If you enabled Add Permissions in the Access Token, the JWT carries a permissions array. Tighten the overview's requireAuth to check principal.permissions when you want to enforce role assignments rather than OAuth 2.0 scopes:

ts
export function requirePermission(...perms: string[]): Middleware {
  return async (ctx, next) => {
    // ... bearer extraction & verify() as before ...
    const have = ctx.state.principal!.permissions;
    if (!perms.every((p) => have.includes(p))) {
      return ctx.problem(403, "forbidden", "Missing permission");
    }
    return next();
  };
}

Auth0 Actions & custom claims

Add custom claims through an Action on the Login flow.
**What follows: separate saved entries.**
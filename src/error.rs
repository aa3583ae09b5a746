//! # Errores del Servicio
//! src/error.rs
//!
//! Taxonomía de errores en la frontera del núcleo. El `JobStore` nunca
//! falla (la ausencia se expresa con `Option`); estos errores los producen
//! el coordinador, la configuración y la capa HTTP.

use crate::http::StatusCode;
use crate::jobs::JobId;
use thiserror::Error;

#[derive(Error, Debug)]
pub enum HashServerError {
    /// Password vacío o token de job ID malformado
    #[error("Invalid input: {0}")]
    InvalidInput(String),

    /// Job desconocido o aún no completado
    #[error("Job not found: {0}")]
    NotFound(JobId),

    /// El coordinador ya está drenando y no acepta más trabajo
    #[error("Service is shutting down")]
    ShuttingDown,

    #[error("Invalid configuration: {0}")]
    InvalidConfig(String),

    #[error("I/O error: {0}")]
    Io(#[from] std::io::Error),
}

impl HashServerError {
    /// Código HTTP con el que la frontera reporta este error
    pub fn status_code(&self) -> StatusCode {
        match self {
            HashServerError::InvalidInput(_) => StatusCode::BadRequest,
            HashServerError::NotFound(_) => StatusCode::NotFound,
            HashServerError::ShuttingDown => StatusCode::ServiceUnavailable,
            HashServerError::InvalidConfig(_) | HashServerError::Io(_) => {
                StatusCode::InternalServerError
            }
        }
    }
}

pub type Result<T> = std::result::Result<T, HashServerError>;
//! # Coordinador de Jobs
//! src/jobs/coordinator.rs
//!
//! Orquesta el flujo submit → espera → hash → registro y el drenado
//! ordenado al apagar el servidor.
//!
//! Cada submit genera una tarea diferida registrada en un `TaskTracker`.
//! `drain()` cierra el tracker y espera a que todas terminen; no hay
//! cancelación ni timeout por job.

use crate::error::{HashServerError, Result};
use crate::jobs::hasher::generate_hash;
use crate::jobs::store::JobStore;
use crate::jobs::types::JobId;
use std::sync::Arc;
use std::time::Duration;
use tokio::time::{sleep, Instant};
use tokio_util::task::TaskTracker;
use tracing::{debug, info};

/// Espera fija antes de calcular el hash (simula un hashing costoso)
pub const DEFAULT_HASH_DELAY: Duration = Duration::from_secs(5);

/// Coordinador del ciclo de vida de los jobs
#[derive(Debug, Clone)]
pub struct JobCoordinator {
    store: Arc<JobStore>,

    /// Tareas diferidas aún no terminadas
    tracker: TaskTracker,

    delay: Duration,
}

impl JobCoordinator {
    /// Crea un coordinador sobre un store compartido
    pub fn new(store: Arc<JobStore>, delay: Duration) -> Self {
        Self {
            store,
            tracker: TaskTracker::new(),
            delay,
        }
    }

    /// Store compartido (para los handlers de lectura)
    pub fn store(&self) -> &Arc<JobStore> {
        &self.store
    }

    /// Encola el hashing de un password y retorna su job ID sin esperar
    ///
    /// Debe llamarse dentro de un runtime de tokio.
    ///
    /// # Errores
    ///
    /// - `InvalidInput` si el password está vacío (no se asigna ID)
    /// - `ShuttingDown` si `drain()` ya comenzó
    pub fn submit(&self, password: &str) -> Result<JobId> {
        if password.is_empty() {
            return Err(HashServerError::InvalidInput(
                "Password is empty or missing".to_string(),
            ));
        }

        // El token mantiene el tracker ocupado hasta que la tarea quede
        // registrada, así `drain()` no puede terminar entre el chequeo y el spawn.
        let _token = self.tracker.token();
        if self.is_draining() {
            return Err(HashServerError::ShuttingDown);
        }

        let submitted_at = Instant::now();
        let job_id = self.store.create_job();

        let store = Arc::clone(&self.store);
        let password = password.to_owned();
        let delay = self.delay;

        self.tracker.spawn(async move {
            sleep(delay).await;

            let hash = generate_hash(&password);
            let elapsed_ms = i32::try_from(submitted_at.elapsed().as_millis()).unwrap_or(i32::MAX);
            store.record_hash(job_id, hash, elapsed_ms);

            debug!(job_id, elapsed_ms, "hash recorded");
        });

        debug!(job_id, in_flight = self.tracker.len(), "job scheduled");
        Ok(job_id)
    }

    /// Número de jobs programados que todavía no registraron su hash
    pub fn in_flight(&self) -> usize {
        self.tracker.len()
    }

    /// Si ya se dejó de aceptar trabajo
    pub fn is_draining(&self) -> bool {
        self.tracker.is_closed()
    }

    /// Deja de aceptar submits y espera a todos los jobs en vuelo
    pub async fn drain(&self) {
        self.tracker.close();
        info!(in_flight = self.tracker.len(), "waiting for jobs to complete");
        self.tracker.wait().await;

        let stats = self.store.get_stats();
        info!(total = stats.total, average = stats.average, "all jobs completed");
    }
}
Namespace them (e.g. https://acme.example.com/tenant) per Auth0's rules — that prevents collisions with standard claims and is required for non-reserved claims to be included.

Runtimes

jose uses Web Crypto, so this setup runs on Node 18+, Bun, Deno, Cloudflare Workers, Vercel Edge, and AWS Lambda. No need to swap libraries between environments.

Notes

  • The iss claim Auth0 issues includes a trailing slash. Mismatching it (with or without the slash) is a common cause of validation failures.
  • Set a non-empty audienceon the API — without it Auth0 returns an opaque token that you can't verify locally.
  • For sensitive operations, also check Auth0's azp (authorized party) claim against your allowed client IDs.